The first reason is this: There are more than six billion people who believe in (some form of) God.
Appeal to popularity fallacy.
Even if it wasn't, popularity is not a valid defense against the accusation of special pleading. Special pleading is a logical fallacy. If you want people to stop accusing you of it, you have to come up with a logical defense.
No, this isn’t some appeal to popularity.
That's exactly what it is. Just as your special pleading is special pleading despite you trying to say that it isn't.
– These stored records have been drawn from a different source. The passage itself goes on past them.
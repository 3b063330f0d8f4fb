//! File-backed report tests.

use std::error::Error as _;

use ccda_model::{CategoryCount, FileCounts, FileOutcome, ReportRow, Totals};
use ccda_report::{REPORT_FILE_NAME, ReportError, ReportWriter};
use tempfile::TempDir;

#[test]
fn rows_are_on_disk_before_the_report_is_finished() {
    let dir = TempDir::new().expect("temp dir");
    let path = dir.path().join(REPORT_FILE_NAME);
    let mut report = ReportWriter::create(&path).expect("create report");

    let outcome = FileOutcome::Counted(FileCounts::new(
        CategoryCount::new(3, 2),
        CategoryCount::new(1, 0),
    ));
    report
        .write_row(&ReportRow::from_outcome("patient.xml", &outcome).unwrap())
        .expect("write row");

    let partial = std::fs::read_to_string(&path).expect("read partial");
    assert_eq!(
        partial,
        "Filename,labs,vitals,labs_w_loinc,vitals_w_loinc\npatient.xml,3,1,2,0\n"
    );

    let mut totals = Totals::new();
    totals.record(&outcome);
    report.finish(&totals).expect("finish");

    let text = std::fs::read_to_string(&path).expect("read report");
    insta::assert_snapshot!(text.trim_end(), @r"
    Filename,labs,vitals,labs_w_loinc,vitals_w_loinc
    patient.xml,3,1,2,0
    Total,3,1,2,0
    ");
}

#[test]
fn create_fails_for_missing_directory() {
    let dir = TempDir::new().expect("temp dir");
    let path = dir.path().join("missing").join(REPORT_FILE_NAME);
    let err = ReportWriter::create(&path).err().expect("create should fail");
    assert!(matches!(err, ReportError::Create { .. }));
    assert_eq!(
        err.to_string(),
        format!("failed to create report {}", path.display())
    );
    assert!(err.source().is_some());
}
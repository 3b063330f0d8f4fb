//! CLI argument definitions for the CCDA inspector.

use std::ffi::OsString;
use std::path::PathBuf;

use clap::{Parser, ValueEnum};
use clap_verbosity_flag::{Verbosity, WarnLevel};
use colorchoice_clap::Color;

/// One-line usage printed when the positional count is wrong.
pub const USAGE: &str =
    "ccda-inspector <TEMPLATE_NAME> <TEMPLATES_DIR> <CCDA_DIR> <DATA_OUT_DIR>";

#[derive(Parser)]
#[command(
    name = "ccda-inspector",
    version,
    about = "Count lab and vital-sign observations in a batch of CCDA documents",
    long_about = "Convert every .ccda/.xml document under CCDA_DIR with the named \
                  template and write per-file observation counts, with a Total row, \
                  to DATA_OUT_DIR/results.csv."
)]
pub struct Cli {
    /// Name of the conversion template (e.g. CCD).
    #[arg(value_name = "TEMPLATE_NAME")]
    pub template_name: String,

    /// Directories holding conversion templates, in path-list syntax.
    #[arg(value_name = "TEMPLATES_DIR")]
    pub templates_dir: OsString,

    /// Directory searched recursively for .ccda and .xml documents.
    #[arg(value_name = "CCDA_DIR")]
    pub ccda_dir: PathBuf,

    /// Directory that receives results.csv (created if missing).
    #[arg(value_name = "DATA_OUT_DIR")]
    pub data_out_dir: PathBuf,

    /// Print a summary table after the report is written.
    #[arg(long = "summary")]
    pub summary: bool,

    /// Adjust log verbosity (-v for info, -vv for debug, -q for errors only).
    #[command(flatten)]
    pub verbosity: Verbosity<WarnLevel>,

    /// Control ANSI color output (auto, always, never).
    #[command(flatten)]
    pub color: Color,

    /// Explicit log level (overrides -v/-q flags).
    #[arg(long = "log-level", value_enum)]
    pub log_level: Option<LogLevelArg>,

    /// Log output format.
    #[arg(long = "log-format", value_enum, default_value = "pretty")]
    pub log_format: LogFormatArg,

    /// Write logs to a file instead of stderr.
    #[arg(long = "log-file", value_name = "PATH")]
    pub log_file: Option<PathBuf>,
}

/// CLI log level choices.
#[derive(Clone, Copy, ValueEnum)]
pub enum LogLevelArg {
    Error,
    Warn,
    Info,
    Debug,
    Trace,
}

/// CLI log format choices.
#[derive(Clone, Copy, ValueEnum)]
pub enum LogFormatArg {
    Pretty,
    Compact,
    Json,
}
But because these people believe this God thingie, therefore the existence of this God is of overwhelming importance to these folks.
Irrelevant.
This is simply: one’s interest, one’s predilection, that’s all.
Also not a defense.
Please don’t get defensive
I'm not getting defensive. I'm being blunt. There is a difference.
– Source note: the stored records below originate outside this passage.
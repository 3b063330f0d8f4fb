//! Per-file observation counts and the running batch totals.

use serde::{Deserialize, Serialize};

/// Matches for one category query and the codified subset of those matches.
#[derive(Debug, Clone, Copy, Default, PartialEq, Eq, Serialize, Deserialize)]
pub struct CategoryCount {
    pub total: usize,
    pub codified: usize,
}

impl CategoryCount {
    pub fn new(total: usize, codified: usize) -> Self {
        Self { total, codified }
    }

    /// The codified count is taken over the category matches, so it can
    /// never exceed the total.
    pub fn is_consistent(&self) -> bool {
        self.codified <= self.total
    }
}

/// Laboratory and vital-sign counts for one successfully processed document.
#[derive(Debug, Clone, Copy, Default, PartialEq, Eq, Serialize, Deserialize)]
pub struct FileCounts {
    pub labs: CategoryCount,
    pub vitals: CategoryCount,
}

impl FileCounts {
    pub fn new(labs: CategoryCount, vitals: CategoryCount) -> Self {
        Self { labs, vitals }
    }
}

/// Result of processing one document.
///
/// Failures carry no counts; the report layer renders them as `-1`.
#[derive(Debug, Clone, Copy, PartialEq, Eq)]
pub enum FileOutcome {
    Counted(FileCounts),
    Failed,
}

impl FileOutcome {
    pub fn counts(&self) -> Option<&FileCounts> {
        match self {
            Self::Counted(counts) => Some(counts),
            Self::Failed => None,
        }
    }

    pub fn is_failed(&self) -> bool {
        matches!(self, Self::Failed)
    }
}

/// Aggregate over every document in a batch.
///
/// Only counted documents contribute to the four sums; failed documents
/// are tallied separately.
#[derive(Debug, Clone, Copy, Default, PartialEq, Eq, Serialize, Deserialize)]
pub struct Totals {
    pub labs: usize,
    pub vitals: usize,
    pub labs_w_loinc: usize,
    pub vitals_w_loinc: usize,
    pub files_succeeded: usize,
    pub files_failed: usize,
}

impl Totals {
    pub fn new() -> Self {
        Self::default()
    }

    pub fn add(&mut self, counts: &FileCounts) {
        self.labs += counts.labs.total;
        self.vitals += counts.vitals.total;
        self.labs_w_loinc += counts.labs.codified;
        self.vitals_w_loinc += counts.vitals.codified;
        self.files_succeeded += 1;
    }

    pub fn record(&mut self, outcome: &FileOutcome) {
        match outcome {
            FileOutcome::Counted(counts) => self.add(counts),
            FileOutcome::Failed => self.files_failed += 1,
        }
    }

    pub fn files_seen(&self) -> usize {
        self.files_succeeded + self.files_failed
    }
}
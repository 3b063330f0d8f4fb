//! The category queries and codified filter used for counting.
//!
//! The shapes mirror these JSONPath expressions:
//!
//! ```text
//! $.entry[?(@.resource.category[?(@.coding[?(@.code='laboratory')])])].resource
//! $.entry[?(@.resource.category[?(@.coding[?(@.code='vital-signs')])])].resource
//! $[?(@.code.coding[?(@.system='http://loinc.org' & @.code!='')])]
//! ```

use std::sync::LazyLock;

use crate::path::{ListFilter, Path, Predicate, Query};

pub const CATEGORY_LABORATORY: &str = "laboratory";
pub const CATEGORY_VITAL_SIGNS: &str = "vital-signs";
pub const LOINC_SYSTEM: &str = "http://loinc.org";

static LAB_QUERY: LazyLock<Query> = LazyLock::new(|| category_query(CATEGORY_LABORATORY));
static VITAL_QUERY: LazyLock<Query> = LazyLock::new(|| category_query(CATEGORY_VITAL_SIGNS));
static CODIFIED_FILTER: LazyLock<ListFilter> = LazyLock::new(|| {
    let coding = Predicate::all([
        Predicate::equals(Path::current().field("system"), LOINC_SYSTEM),
        Predicate::not_equals(Path::current().field("code"), ""),
    ]);
    ListFilter::new(Predicate::exists(
        Path::current().field("code").field("coding").filter(coding),
    ))
});

/// Resources under `entry[*].resource` with a category coding equal to `code`.
pub fn category_query(code: &str) -> Query {
    let coding_matches = Predicate::equals(Path::current().field("code"), code);
    let category_matches =
        Predicate::exists(Path::current().field("coding").filter(coding_matches));
    let entry_matches = Predicate::exists(
        Path::current()
            .field("resource")
            .field("category")
            .filter(category_matches),
    );
    Query::new(
        Path::current()
            .field("entry")
            .filter(entry_matches)
            .field("resource"),
    )
}

pub fn lab_query() -> &'static Query {
    &LAB_QUERY
}

pub fn vital_query() -> &'static Query {
    &VITAL_QUERY
}

/// Resources carrying a LOINC coding with a non-empty code.
pub fn codified_filter() -> &'static ListFilter {
    &CODIFIED_FILTER
}

/// The observation categories reported by the inspector.
#[derive(Debug, Clone, Copy, PartialEq, Eq, Hash)]
pub enum CategoryQuery {
    Laboratory,
    VitalSigns,
}

impl CategoryQuery {
    pub fn query(self) -> &'static Query {
        match self {
            Self::Laboratory => lab_query(),
            Self::VitalSigns => vital_query(),
        }
    }
}

#[cfg(test)]
mod tests {
    use super::*;
    use serde_json::json;

    fn observation(category: &str, coding: serde_json::Value) -> serde_json::Value {
        json!({
            "resource": {
                "resourceType": "Observation",
                "category": [{"coding": [{"code": category}]}],
                "code": {"coding": coding}
            }
        })
    }

    #[test]
    fn lab_query_selects_resources_not_entries() {
        let record = json!({"entry": [observation("laboratory", json!([]))]});
        let matches = lab_query().select(&record).unwrap();
        assert_eq!(matches.len(), 1);
        assert_eq!(matches[0]["resourceType"], "Observation");
    }

    #[test]
    fn category_queries_are_disjoint_on_code() {
        let record = json!({"entry": [
            observation("laboratory", json!([])),
            observation("vital-signs", json!([])),
            observation("social-history", json!([])),
        ]});
        assert_eq!(lab_query().select(&record).unwrap().len(), 1);
        assert_eq!(vital_query().select(&record).unwrap().len(), 1);
        assert_eq!(category_query("social-history").select(&record).unwrap().len(), 1);
    }

    #[test]
    fn any_category_coding_can_match() {
        let record = json!({"entry": [{"resource": {"category": [
            {"coding": [{"code": "exam"}]},
            {"coding": [{"system": "x", "code": "other"}, {"code": "vital-signs"}]}
        ]}}]});
        assert_eq!(vital_query().select(&record).unwrap().len(), 1);
        assert!(lab_query().select(&record).unwrap().is_empty());
    }

    #[test]
    fn missing_members_exclude_resources() {
        let record = json!({"entry": [
            {},
            {"resource": {}},
            {"resource": {"category": []}},
            {"resource": {"category": [{}]}},
            {"resource": {"category": [{"coding": []}]}},
            {"resource": {"category": {"coding": [{"code": "laboratory"}]}}},
        ]});
        assert!(lab_query().select(&record).unwrap().is_empty());
        assert!(lab_query().select(&json!({})).unwrap().is_empty());
        assert!(lab_query().select(&json!({"entry": null})).unwrap().is_empty());
    }

    #[test]
    fn codified_filter_requires_loinc_and_code() {
        let resources = [
            json!({"code": {"coding": [{"system": "http://loinc.org", "code": "718-7"}]}}),
            json!({"code": {"coding": [{"system": "http://loinc.org", "code": ""}]}}),
            json!({"code": {"coding": [{"system": "http://loinc.org"}]}}),
            json!({"code": {"coding": [{"system": "http://snomed.info/sct", "code": "123"}]}}),
            json!({"code": {"coding": [
                {"system": "http://snomed.info/sct", "code": "123"},
                {"system": "http://loinc.org", "code": "8480-6"}
            ]}}),
            json!({"code": {}}),
            json!({}),
        ];
        let refs: Vec<&serde_json::Value> = resources.iter().collect();
        let codified = codified_filter().select(&refs);
        assert_eq!(codified.len(), 2);
        assert!(std::ptr::eq(codified[0], &resources[0]));
        assert!(std::ptr::eq(codified[1], &resources[4]));
    }

    #[test]
    fn system_and_code_must_be_on_the_same_coding() {
        let resource = json!({"code": {"coding": [
            {"system": "http://loinc.org", "code": ""},
            {"system": "urn:oid:1.2.3", "code": "abc"}
        ]}});
        assert!(codified_filter().select(&[&resource]).is_empty());
    }

    #[test]
    fn category_query_enum_resolves_shared_queries() {
        assert!(std::ptr::eq(CategoryQuery::Laboratory.query(), lab_query()));
        assert!(std::ptr::eq(CategoryQuery::VitalSigns.query(), vital_query()));
    }
}
// src/native/mod.rs

//! Native function provider boundary.
//!
//! The expression engine never calls a function directly. Every identifier
//! that is not an argument slot is resolved through a [`FunctionProvider`]
//! into an opaque [`Symbol`], and later invoked through the same provider.
//! Providers own their lifecycle: a [`NativeLibrary`] is unloaded when it is
//! dropped, and the core holds it only behind an `Arc`.
//!
//! Status codes mirror the C shim the tool grew up with:
//! 1 = library not open, 2 = function table full, 3 = function not found.
//! A [`FunctionProvider`] implementation may return other nonzero codes from
//! `call`. Functions loaded by [`NativeLibrary`] return only a value and
//! never report a status of their own.

pub mod builtins;
pub mod library;


use crate::error::{Status, STATUS_NOT_FOUND};
use num_complex::Complex64;

pub use builtins::Builtins;
pub use library::{Abi, NativeLibrary, DEFAULT_MAX_FUNCTIONS};

/// Largest number of arguments a provider function may take.
pub const MAX_ARITY: usize = 4;

/// Opaque handle to a resolved function. Only meaningful to the provider
/// that produced it.
#[derive(Debug, Clone, Copy, PartialEq, Eq, Hash)]
pub struct Symbol(pub usize);

/// A source of callable functions, looked up by `(name, arity)`.
pub trait FunctionProvider: Send + Sync {
    /// Resolves `name` taking `arity` arguments into a symbol handle.
    fn resolve(&self, name: &str, arity: usize) -> Result<Symbol, Status>;

    /// Calls a previously resolved symbol. `args.len()` equals the arity the
    /// symbol was resolved with.
    fn call(&self, symbol: Symbol, args: &[Complex64]) -> Result<Complex64, Status>;
}

/// Consults `first`, falling back to `second` for names `first` does not know.
///
/// Used to put a native library underneath the builtins so that a loaded
/// library only needs to export what the builtins lack.
pub struct Layered<A, B> {
    first: A,
    second: B,
}

impl<A: FunctionProvider, B: FunctionProvider> Layered<A, B> {
    pub fn new(first: A, second: B) -> Self {
        Self { first, second }
    }
}

// The low bit of a layered symbol selects the layer.
impl<A: FunctionProvider, B: FunctionProvider> FunctionProvider for Layered<A, B> {
    fn resolve(&self, name: &str, arity: usize) -> Result<Symbol, Status> {
        match self.first.resolve(name, arity) {
            Ok(Symbol(id)) => Ok(Symbol(id << 1)),
            Err(STATUS_NOT_FOUND) => self
                .second
                .resolve(name, arity)
                .map(|Symbol(id)| Symbol((id << 1) | 1)),
            Err(status) => Err(status),
        }
    }

    fn call(&self, symbol: Symbol, args: &[Complex64]) -> Result<Complex64, Status> {
        let inner = Symbol(symbol.0 >> 1);
        if symbol.0 & 1 == 0 {
            self.first.call(inner, args)
        } else {
            self.second.call(inner, args)
        }
    }
}

impl<P: FunctionProvider + ?Sized> FunctionProvider for std::sync::Arc<P> {
    fn resolve(&self, name: &str, arity: usize) -> Result<Symbol, Status> {
        (**self).resolve(name, arity)
    }

    fn call(&self, symbol: Symbol, args: &[Complex64]) -> Result<Complex64, Status> {
        (**self).call(symbol, args)
    }
}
But what if Carl Sagan were to say, “This dragon appears to me in visions. It tells me things my subconscious couldn’t possibly have supplied me with. It helps me in ways my subconscious couldn’t possibly have done. And here are the specific ways -- albeit ways not immediately testable or ascertainable -- whole myriad ways in which the dragon does affect the entire universe.” Or something like that. After all, he must have some reason for thinking this is a dragon, mustn't he?
The point of the garage dragon example is sailing far above your head.
Again, if there are any ways to detect the dragon
at all, it is not a garage dragon. Garage dragons are defined as undetectable. If it is merely
hard to detect, it is not a garage dragon.
If, on the other hand, I continue to find Carl Sagan generally sane, if I continue to find him scrupulously honest, and if I can find no explanation at all for this dragon-delusion of his, then the only logically and rationally sound position for me, in respect of this dragon, would be soft a-dragonism.
Flat special pleading. Again.
It doesn't matter if you find him "scrupulously honest". If he can't back up his position, it is discarded. Doing anything else is special pleading.
Seriously, Nonpareil: I don’t see how one can be a hard a-dragonist. Soft a-dragonist, yes, absolutely. But not hard a-dragonist.
Because garage dragons are defined as non-existent, and there is no evidence for the existence of dragons that
can be detected.
It's the same way that I can be a hard a-Santa-ist. You simply insert special pleading, then try to claim that it isn't special pleading because it just
matters so much to everyone oh please give it a chance.
That isn't how logic or rationality works.
Incidentally: Far as I could see, Carl Sagan does not really push for hard atheism per se.
I didn't say he did. I said that garage dragons are defined as non-existent.